Heitor Pereira chronology
| Puss in Boots: The Last Wish (2022) | Despicable Me 4 (Original Motion Picture Soundtrack) (2024) | Animal Farm (2025) |

= Despicable Me 4 (soundtrack) =

Despicable Me 4 (Original Motion Picture Soundtrack) is the soundtrack accompanying the 2024 Illumination-produced animation film Despicable Me 4, the fourth main and the sixth overall installment in the Despicable Me franchise and a sequel to Despicable Me 3 (2017).

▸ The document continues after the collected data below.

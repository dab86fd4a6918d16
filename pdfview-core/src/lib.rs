//! # pdfview-core
//!
//! Engine of a single-page PDF viewer: the geometric view model (page
//! rotation, zoom, pan, viewport), an incremental renderer that keeps a
//! framebuffer in step with it, and the page-slide gesture animation.
//!
//! PDF parsing and rasterization are delegated to a [`Backend`]. The desktop
//! host plugs in PDFium; tests plug in synthetic pages.
//!
//! ```no_run
//! # use pdfview_core::{Backend, PdfViewer, ViewerConfig};
//! # fn demo<B: Backend>(backend: B) -> pdfview_core::Result<()> {
//! let mut viewer = PdfViewer::new(backend, ViewerConfig::default())?;
//! if viewer.open("paper.pdf").is_ok() {
//!     viewer.zoom_in(1.25);
//!     let frame = viewer.present();
//!     println!("{}x{}", frame.size().width, frame.size().height);
//! }
//! # Ok(())
//! # }
//! ```

pub mod animator;
pub mod backend;
pub mod config;
pub mod dirty_region;
pub mod error;
pub mod events;
pub mod framebuffer;
pub mod geometry;
pub mod metadata;
pub mod orientation;
pub mod renderer;
pub mod view_state;
pub mod viewer;

pub use animator::{SlideAnimation, SlideCurve, SlideFrame, SlideTarget};
pub use backend::{Backend, DocumentHandle, PageHandle, RasterRequest, POINTS_PER_INCH};
pub use config::ViewerConfig;
pub use dirty_region::DirtyRegion;
pub use error::{BackendError, ConfigError, OpenError, Result, ViewerError};
pub use events::ViewEvent;
pub use framebuffer::Framebuffer;
pub use geometry::{IPoint, IRect, ISize, PointF, SizeF};
pub use metadata::{parse_pdf_date, Metadata};
pub use orientation::PageOrientation;
pub use renderer::{IncrementalRenderer, RenderStats};
pub use view_state::{Status, ViewState, DEFAULT_MAX_ZOOM, FIT_ZOOM};
pub use viewer::PdfViewer;
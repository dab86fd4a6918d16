use std::time::{Duration, Instant};

use anyhow::Result;
use clap::Parser;
use iced::{
    event, keyboard, mouse, time, window,
    widget::{button, column, container, horizontal_space, image as img, row, text},
    ContentFit, Element, Event, Length, Size, Subscription, Task, Theme,
};
use pdfview_core::ISize;

mod cli;
mod config;
mod input;
mod pdf_viewer;
mod renderer;

use cli::Options;
use input::{key_action, Action, PointerTracker, Press};
use pdf_viewer::PdfPane;
use renderer::PdfiumBackend;

const TOOLBAR_HEIGHT: f32 = 40.0;
const STATUS_HEIGHT: f32 = 30.0;
const INFO_WIDTH: f32 = 280.0;

fn main() -> Result<()> {
    tracing_subscriber::fmt()
        .with_env_filter(
            tracing_subscriber::EnvFilter::try_from_default_env()
                .unwrap_or_else(|_| "pdfview_core=debug,pdfview_desktop=debug,info".into()),
        )
        .init();

    let options = Options::parse();
    let config = config::load(&options)?;
    let tick = Duration::from_millis(config.slide_tick_ms);

    let mut pane = PdfPane::new(PdfiumBackend::new()?, config)?;
    pane.open(&options.path);

    let windowed = options.windowed;
    iced::application(PdfViewerApp::title, PdfViewerApp::update, PdfViewerApp::view)
        .subscription(PdfViewerApp::subscription)
        .theme(|_| Theme::Dark)
        .run_with(move || PdfViewerApp::new(pane, tick, windowed))?;
    Ok(())
}

#[derive(Debug, Clone)]
enum Message {
    Input(Event),
    Resized(Size),
    Tick(Instant),
    Action(Action),
}

struct PdfViewerApp {
    pane: PdfPane,
    pointer: PointerTracker,
    window: Size,
    show_info: bool,
    tick: Duration,
}

impl PdfViewerApp {
    fn new(pane: PdfPane, tick: Duration, windowed: bool) -> (Self, Task<Message>) {
        let size = window::get_oldest()
            .and_then(window::get_size)
            .map(Message::Resized);
        let startup = if windowed {
            size
        } else {
            Task::batch([
                window::get_oldest()
                    .and_then(|id| window::change_mode(id, window::Mode::Fullscreen)),
                size,
            ])
        };
        (
            Self {
                pane,
                pointer: PointerTracker::default(),
                window: Size::ZERO,
                show_info: false,
                tick,
            },
            startup,
        )
    }

    fn title(&self) -> String {
        format!("PdfViewer - {}", self.pane.file_name())
    }

    fn subscription(&self) -> Subscription<Message> {
        let input = event::listen_with(on_event);
        if self.pane.is_sliding() {
            Subscription::batch([input, time::every(self.tick).map(Message::Tick)])
        } else {
            input
        }
    }

    fn update(&mut self, message: Message) -> Task<Message> {
        match message {
            Message::Resized(size) => {
                self.window = size;
                self.fit_viewport();
            }
            Message::Tick(now) => self.pane.tick(now),
            Message::Action(action) => return self.perform(action),
            Message::Input(event) => return self.handle_input(event),
        }
        Task::none()
    }

    fn perform(&mut self, action: Action) -> Task<Message> {
        match action {
            Action::Quit => return iced::exit(),
            Action::ToggleInfo => {
                self.show_info = !self.show_info;
                self.fit_viewport();
            }
            action => self.pane.apply(action),
        }
        Task::none()
    }

    fn handle_input(&mut self, event: Event) -> Task<Message> {
        match event {
            Event::Keyboard(keyboard::Event::KeyPressed { key, .. }) => {
                if let Some(action) = key_action(&key) {
                    return self.perform(action);
                }
            }
            Event::Mouse(mouse::Event::ButtonPressed(mouse::Button::Left)) => {
                match self.pointer.pressed(Instant::now()) {
                    Press::DoubleClick => self.pane.toggle_fit_cover(),
                    Press::DragStart => self.pane.begin_drag(),
                }
            }
            Event::Mouse(mouse::Event::CursorMoved { position }) => {
                if let Some(delta) = self.pointer.moved(position, Instant::now()) {
                    self.pane.drag_by(delta.x, delta.y);
                }
            }
            Event::Mouse(mouse::Event::ButtonReleased(mouse::Button::Left)) => {
                if let Some(velocity) = self.pointer.released() {
                    self.pane.end_drag(velocity);
                }
            }
            Event::Mouse(mouse::Event::WheelScrolled { delta }) => {
                let y = match delta {
                    mouse::ScrollDelta::Lines { y, .. } | mouse::ScrollDelta::Pixels { y, .. } => y,
                };
                if y > 0.0 {
                    return self.perform(Action::ZoomIn);
                }
                if y < 0.0 {
                    return self.perform(Action::ZoomOut);
                }
            }
            Event::Window(window::Event::Resized(size)) => {
                self.window = size;
                self.fit_viewport();
            }
            _ => {}
        }
        Task::none()
    }

    /// Size the viewer to the page area left by the bars and the info panel.
    fn fit_viewport(&mut self) {
        let info = if self.show_info { INFO_WIDTH } else { 0.0 };
        let width = (self.window.width - info).max(1.0);
        let height = (self.window.height - TOOLBAR_HEIGHT - STATUS_HEIGHT).max(1.0);
        self.pane.resize(ISize::new(width as u32, height as u32));
    }

    fn view(&self) -> Element<Message> {
        let viewer = self.pane.viewer();
        let toolbar = row![
            button("◀").on_press(Message::Action(Action::PrevPage)),
            button("▶").on_press(Message::Action(Action::NextPage)),
            horizontal_space(),
            button("−").on_press(Message::Action(Action::ZoomOut)),
            text(format!("{}%", (viewer.zoom() * 100.0).round() as i64)),
            button("+").on_press(Message::Action(Action::ZoomIn)),
            button("Fit").on_press(Message::Action(Action::FitZoom)),
            button("Cover").on_press(Message::Action(Action::CoverZoom)),
            horizontal_space(),
            button("⟲").on_press(Message::Action(Action::RotateCounterClockwise)),
            button("⟳").on_press(Message::Action(Action::RotateClockwise)),
            button("Info").on_press(Message::Action(Action::ToggleInfo)),
        ]
        .spacing(10)
        .padding(5)
        .height(Length::Fixed(TOOLBAR_HEIGHT));

        let page = container(img(self.pane.frame()).content_fit(ContentFit::None))
            .width(Length::Fill)
            .height(Length::Fill);

        let body: Element<Message> = if self.show_info {
            let mut panel = column![text("Document").size(18)].spacing(8).padding(10);
            for (label, value) in self.pane.info_rows() {
                panel = panel.push(column![text(label).size(12), text(value).size(14)]);
            }
            row![page, container(panel).width(Length::Fixed(INFO_WIDTH))].into()
        } else {
            page.into()
        };

        let status = container(text(self.pane.status_line()).size(14))
            .padding(5)
            .height(Length::Fixed(STATUS_HEIGHT));

        column![toolbar, body, status].into()
    }
}

/// Forward input nobody else handled, and every window resize.
fn on_event(event: Event, status: event::Status, _window: window::Id) -> Option<Message> {
    match (&event, status) {
        (Event::Window(window::Event::Resized(_)), _) => Some(Message::Input(event)),
        (Event::Keyboard(_) | Event::Mouse(_), event::Status::Ignored) => Some(Message::Input(event)),
        // A button that captured the press must not leave a drag behind.
        (Event::Mouse(mouse::Event::ButtonReleased(_)), event::Status::Captured) => {
            Some(Message::Input(event))
        }
        _ => None,
    }
}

Released through Back Lot Music on June 27, 2024, it featured 44 tracks, primarily based on the film's original score composed by Heitor Pereira and the cover of Tears for Fears' 1985 single "Everybody Wants to Rule the World" performed by the film's cast.

== Background ==
Heitor Pereira and Pharrell Williams renewed their association with Despicable Me 4 as composers; the former would score the original music and the latter would provide new songs and themes, while reusing his themes from the predecessors.

== Additional music ==
Despicable Me 4 featured three original songs written and recorded specifically for the film. In May 2024, Williams previewed the snippet of the song "Double Life" through his YouTube channel. He later released it as a single on June 14, 2024. The song was interpreted by critics as a diss track aimed at Canadian rapper Drake. The second single "Lil Mega Minion" by Lil Yachty was released on June 24, 2024, followed by the third song "None of Your Business" by Teezo Touchdown, two days later. However, those tracks were not released along with the soundtrack album.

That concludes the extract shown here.